A perspective article summarizes what researchers have learned so far on the role of LRRK2 mutations in the development of Parkinson’s disease, and recommends the enzyme as a target for therapy development.

The report, “LRRK2 kinase in Parkinson’s disease,” was published in the journal Science.

Although the vast majority of Parkinson’s cases are idiopathic, or of unknown cause, LRRK2 mutations — the leading genetic cause of this disease — account for about 1 to 2 percent of all cases. Mutations in this gene increase the risk of developing Parkinson’s due to an LRRK2-increased risk of neuronal death.

About 20 LRRK2 mutations have been linked with the disease, and its incidence can be higher in some populations such as the Ashkenazi Jews and North African Berbers.

The LRRK2 gene codes for the enzyme leucine-rich repeat kinase 2 (LRKK2), a protein that modifies other proteins’ activities, including signaling, replication, and gene expression.

All LRRK2 disease-causing mutations lead to higher LRKK2 enzyme activity; as such, researchers believe that inhibiting or blocking its activity can be used as a potential therapeutic target.

In fact, two LRRK2 inhibitors are currently being evaluated to treat Parkinson’s in two Phase 1 trials. The experimental therapies, called DNL-201 and DNL-151, are being developed by Denali Therapeutics. So far, DNL201 has stopped an average 90 percent of LRRK2 kinase activity at its highest concentration. When the drug’s levels dropped to the lowest concentration, it still inhibited on average 50 percent of such activity.

Studying the effects of LRRK2 mutations also provides an opportunity to better understand how Parkinson’s disease unravels, the study notes.

Recent advances support that LRRK2 modifies a group of proteins, called Rab GTPases, that regulate diverse cellular processes.

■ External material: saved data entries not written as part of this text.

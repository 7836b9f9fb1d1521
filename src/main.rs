//! tabula command line entry point

use tracing_subscriber::EnvFilter;

fn main() {
    tracing_subscriber::fmt()
        .with_env_filter(EnvFilter::try_from_default_env().unwrap_or_else(|_| EnvFilter::new("warn")))
        .with_writer(std::io::stderr)
        .init();

    if let Err(e) = tabula::cli::run() {
        eprintln!("{}", e);
        std::process::exit(1);
    }
}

These proteins play important roles in immune responses and vesicular trafficking — the transport and recycling of materials inside the cell through a system of vesicles.

Disruption of RAB-related transport may also promote accumulation of alpha-synuclein aggregates inside neurons, a hallmark of Parkinson’s disease.

LRRK2 is also thought to be linked to inflammation, a process that plays an important part in disease development. LRRK2  is highly expressed  in several immune system cells, including macrophages,  monocytes, and neutrophils. 

“Research indicates that, in early  life, increased LRRK2 activity may protect against opportunistic  pathogenic infection but then later increases the risk of developing Parkinson’s disease,” the researchers write.

LRRK2-associated Parkinson’s closely resembles idiopathic disease in terms of its late age of onset and  symptoms. But several factors seem to influence the ability of LRRK2 mutations to cause disease, including age and the type of mutation.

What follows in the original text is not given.